Blödsinn ... wenn man schon von JFrame erbt (was natürlich keinen sinn macht) kann man auch einfach EXIT_ON_CLOSE schreiben. Vorher mal selbst ausprobieren bevor man mist labert.


----------



## final (11. Jul 2012)

Finals sind immer groß zu schreiben, also:
Color.red => Color.RED
Color.white => Color.WHITE
Font.Bold => Font.BOLD


----------



## Fab1 (11. Jul 2012)

extends hat gesagt.:


> Blödsinn ... wenn man schon von JFrame erbt (was natürlich keinen sinn macht) kann man auch einfach EXIT_ON_CLOSE schreiben. Vorher mal selbst ausprobieren bevor man mist labert.

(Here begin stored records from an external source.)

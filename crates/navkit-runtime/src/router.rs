#![forbid(unsafe_code)]

//! Router façade.
//!
//! The [`Router`] owns the committed navigation stack, the modal stack, the
//! completion registry and the transition observer. Every mutation is a
//! request: it is validated, handed to the [`NavigationHost`], and only
//! applied to the committed layers once the host confirms it.
//!
//! # Queueing
//!
//! While a transition is animating, further requests are validated against
//! the projected stack and queued FIFO. The queue drains as soon as the
//! observer returns to idle, after the reconciliation that freed it.
//!
//! # Reentrancy
//!
//! Callbacks run while the router is mutably borrowed. They talk back through
//! a [`NavHandle`], whose requests join the queue after the reconciliation
//! that ran them.

use std::collections::VecDeque;
use std::fmt;
use std::rc::Rc;

use navkit_core::{
    CompletionRegistry, ModalEntry, ModalStack, NavigationStack, OnDismiss, OnLeave, Resolution,
    Screen, ScreenId, StackError, invoke,
};
use tracing::{debug, debug_span, warn};

use crate::config::RouterConfig;
use crate::error::RouterError;
use crate::handle::{Mailbox, NavHandle};
use crate::host::{HostEvent, NavigationHost, Transition, TransitionKind, TransitionStart};
use crate::observer::{
    DiscardReason, ObserverPhase, PendingTransition, StagedEdit, TransitionObserver, Verdict,
};
use crate::request::{Effect, Projection, Request};
use crate::sink::{CallbackKind, ErrorSink, RouterFault, TracingSink};

/// Lifetime counters for a [`Router`].
#[derive(Debug, Clone, Copy, Default, PartialEq, Eq)]
pub struct RouterStats {
    /// Transitions applied to the committed layers.
    pub transitions_committed: u64,
    /// Transitions the host reported as cancelled.
    pub transitions_cancelled: u64,
    /// Callbacks invoked (including ones that panicked).
    pub callbacks_resolved: u64,
    /// Callbacks dropped without being invoked.
    pub callbacks_dropped: u64,
    /// Callbacks that panicked.
    pub callback_failures: u64,
    /// Host signals discarded as inconsistent.
    pub signals_discarded: u64,
    /// Requests that waited behind an in-flight transition.
    pub requests_queued: u64,
    /// Deferred requests found invalid when dequeued.
    pub requests_rejected: u64,
}

/// Navigation router with exactly-once leave notifications.
///
/// `C` is the opaque screen content; `H` is the platform host.
pub struct Router<C, H> {
    stack: NavigationStack<Screen<C>>,
    modals: ModalStack<C>,
    registry: CompletionRegistry,
    observer: TransitionObserver<C>,
    queue: VecDeque<Request<C>>,
    projection: Projection,
    mailbox: Mailbox<C>,
    host: H,
    sink: Box<dyn ErrorSink>,
    config: RouterConfig,
    stats: RouterStats,
}

impl<C, H> fmt::Debug for Router<C, H> {
    fn fmt(&self, f: &mut fmt::Formatter<'_>) -> fmt::Result {
        f.debug_struct("Router")
            .field("stack", &self.stack.snapshot())
            .field("modals", &self.modals.snapshot())
            .field("phase", &self.observer.phase())
            .field("queued", &self.queue.len())
            .field("registered", &self.registry.len())
            .field("stats", &self.stats)
            .finish_non_exhaustive()
    }
}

Mh hatte es kurz getestet allerdings ohne Vererbung. Trotz allem könntest du dich auch etwas netter ausdrucken...


----------



## Chillerchief (11. Jul 2012)

Also ich habe keine Ahnung ich probieres einfach mal  Es geht erst um das compilieren etc. Noch keine codes selber schreiben sondern nur abschreiben  Also ich probiers mal und geve dann nochmals ein Feedback  Danke !

Sent from my awesome Galaxy S III


----------



## vanny (11. Jul 2012)

extends hat gesagt.:


> Blödsinn ... wenn man schon von JFrame erbt (was natürlich keinen sinn macht) kann man auch einfach EXIT_ON_CLOSE schreiben. Vorher mal selbst ausprobieren bevor man mist labert.

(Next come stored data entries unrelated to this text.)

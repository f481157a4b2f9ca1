#![forbid(unsafe_code)]

//! Router configuration.
//!
//! Every field has a default, so `RouterConfig::default()` is a working
//! configuration. With the `router-config` feature the same struct loads
//! from TOML or JSON:
//!
//! ```toml
//! # navkit.toml
//! animate_by_default = true
//! reduced_motion = false
//! max_queued = 64
//! max_stack_depth = 0
//! ```
//!
//! ```rust,ignore
//! let config = RouterConfig::from_toml_file("navkit.toml")?;
//! let config = RouterConfig::from_json_str(json)?;
//! ```

#[cfg(feature = "router-config")]
use std::path::Path;

#[cfg(feature = "router-config")]
use serde::{Deserialize, Serialize};

/// Tunables for a [`Router`](crate::Router).
#[derive(Debug, Clone, PartialEq, Eq)]
#[cfg_attr(feature = "router-config", derive(Serialize, Deserialize))]
#[cfg_attr(feature = "router-config", serde(default))]
pub struct RouterConfig {
    /// Animation flag for requests posted through a
    /// [`NavHandle`](crate::NavHandle), which carry none of their own.
    pub animate_by_default: bool,
    /// Force every transition to be non-animated (reduce-motion setting).
    pub reduced_motion: bool,
    /// Maximum number of requests waiting behind an in-flight transition
    /// (0 = unbounded).
    pub max_queued: usize,
    /// Maximum navigation stack depth including the root (0 = unlimited).
    pub max_stack_depth: usize,
    /// Emit `debug!` events for every observer phase change.
    pub log_transitions: bool,
}

impl Default for RouterConfig {
    fn default() -> Self {
        Self {
            animate_by_default: true,
            reduced_motion: false,
            max_queued: 64,
            max_stack_depth: 0,
            log_transitions: true,
        }
    }
}

impl RouterConfig {
    /// Create a new configuration with default values.
    #[must_use]
    pub fn new() -> Self {
        Self::default()
    }

    /// Set the animation flag used by handle requests.
    #[must_use]
    pub fn animate_by_default(mut self, animate: bool) -> Self {
        self.animate_by_default = animate;
        self
    }

    /// Force non-animated transitions.
    #[must_use]
    pub fn reduced_motion(mut self, reduced: bool) -> Self {
        self.reduced_motion = reduced;
        self
    }

    /// Set the queue capacity (0 = unbounded).
    #[must_use]
    pub fn max_queued(mut self, max: usize) -> Self {
        self.max_queued = max;
        self
    }

    /// Set the stack depth limit (0 = unlimited).
    #[must_use]
    pub fn max_stack_depth(mut self, max: usize) -> Self {
        self.max_stack_depth = max;
        self
    }

    /// Toggle phase-change logging.
    #[must_use]
    pub fn log_transitions(mut self, enabled: bool) -> Self {
        self.log_transitions = enabled;
        self
    }

    /// Validate all parameters.
    ///
    /// Returns a list of validation errors. An empty list means the config
    /// is valid.
    #[must_use]
    pub fn validate(&self) -> Vec<String> {
        let mut errors = Vec::new();

        // A depth of 1 admits the root and nothing else.
        if self.max_stack_depth == 1 {
            errors.push("max_stack_depth must be 0 (unlimited) or >= 2, got 1".into());
        }

        errors
    }

    /// Load from a TOML string.
    #[cfg(feature = "router-config")]
    pub fn from_toml_str(s: &str) -> Result<Self, RouterConfigError> {
        let config: Self = toml::from_str(s).map_err(RouterConfigError::Toml)?;
        config.validated()
    }

    /// Load from a TOML file on disk.
    #[cfg(feature = "router-config")]
    pub fn from_toml_file(path: impl AsRef<Path>) -> Result<Self, RouterConfigError> {
        let content = std::fs::read_to_string(path.as_ref()).map_err(RouterConfigError::Io)?;
        Self::from_toml_str(&content)
    }

    /// Load from a JSON string.
    #[cfg(feature = "router-config")]
    pub fn from_json_str(s: &str) -> Result<Self, RouterConfigError> {
        let config: Self = serde_json::from_str(s).map_err(RouterConfigError::Json)?;
        config.validated()
    }

    /// Load from a JSON file on disk.
    #[cfg(feature = "router-config")]
    pub fn from_json_file(path: impl AsRef<Path>) -> Result<Self, RouterConfigError> {
        let content = std::fs::read_to_string(path.as_ref()).map_err(RouterConfigError::Io)?;
        Self::from_json_str(&content)
    }

    /// Serialize to a TOML string.
    #[cfg(feature = "router-config")]
    pub fn to_toml_string(&self) -> Result<String, toml::ser::Error> {
        toml::to_string_pretty(self)
    }

    /// Return `self` if valid, otherwise every validation message.
    pub fn validated(self) -> Result<Self, RouterConfigError> {
        let errors = self.validate();
        if errors.is_empty() {
            Ok(self)
        } else {
            Err(RouterConfigError::Validation(errors))
        }
    }
}

/// Errors from loading or validating a [`RouterConfig`].
#[derive(Debug)]
pub enum RouterConfigError {
    /// I/O error reading a file.
    Io(std::io::Error),
    /// TOML parse error.
    #[cfg(feature = "router-config")]
    Toml(toml::de::Error),
    /// JSON parse error.
    #[cfg(feature = "router-config")]
    Json(serde_json::Error),
    /// Validation errors.
    Validation(Vec<String>),
}

impl std::fmt::Display for RouterConfigError {
    fn fmt(&self, f: &mut std::fmt::Formatter<'_>) -> std::fmt::Result {
        match self {
            Self::Io(e) => write!(f, "cannot read router config: {e}"),
            #[cfg(feature = "router-config")]
            Self::Toml(e) => write!(f, "router config is not valid TOML: {e}"),
            #[cfg(feature = "router-config")]
            Self::Json(e) => write!(f, "router config is not valid JSON: {e}"),
            Self::Validation(errors) => {
                write!(
                    f,
                    "invalid router config ({} problems): {}",
                    errors.len(),
                    errors.join("; ")
                )
            }
        }
    }
}

impl std::error::Error for RouterConfigError {
    fn source(&self) -> Option<&(dyn std::error::Error + 'static)> {
        match self {
            Self::Io(e) => Some(e),
            #[cfg(feature = "router-config")]
            Self::Toml(e) => Some(e),
            #[cfg(feature = "router-config")]
            Self::Json(e) => Some(e),
            Self::Validation(_) => None,
        }
    }
}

1. Ist das wirklich nicht die Art und Weise, die wir hier gerne sehen, zumindest was das "...mist labert" angeht.

2. Ja du hast Recht, wenn man von JFrame erbt, dann genügt ein einfaches EXIT_ON_CLOSE.

3. Macht evtl. auch das erben von JFrame Sinn. Ich habe zum Beispiel eine Klasse VFrame, die von JFrame erbt und mir Konstruktoren bereitstellt, die ich presönlich gerne so hätte. EXIT_ON_CLOSE kann ich zum Beispiel mit einem einfachen boolean zuweisen. Dann kann ich einen Faktor angeben, in welchem Größenverhältnis zum Screen der Frame angezeigt wird und ob er in´s Zentrum des Screens gesetztwerden soll. usw., usf.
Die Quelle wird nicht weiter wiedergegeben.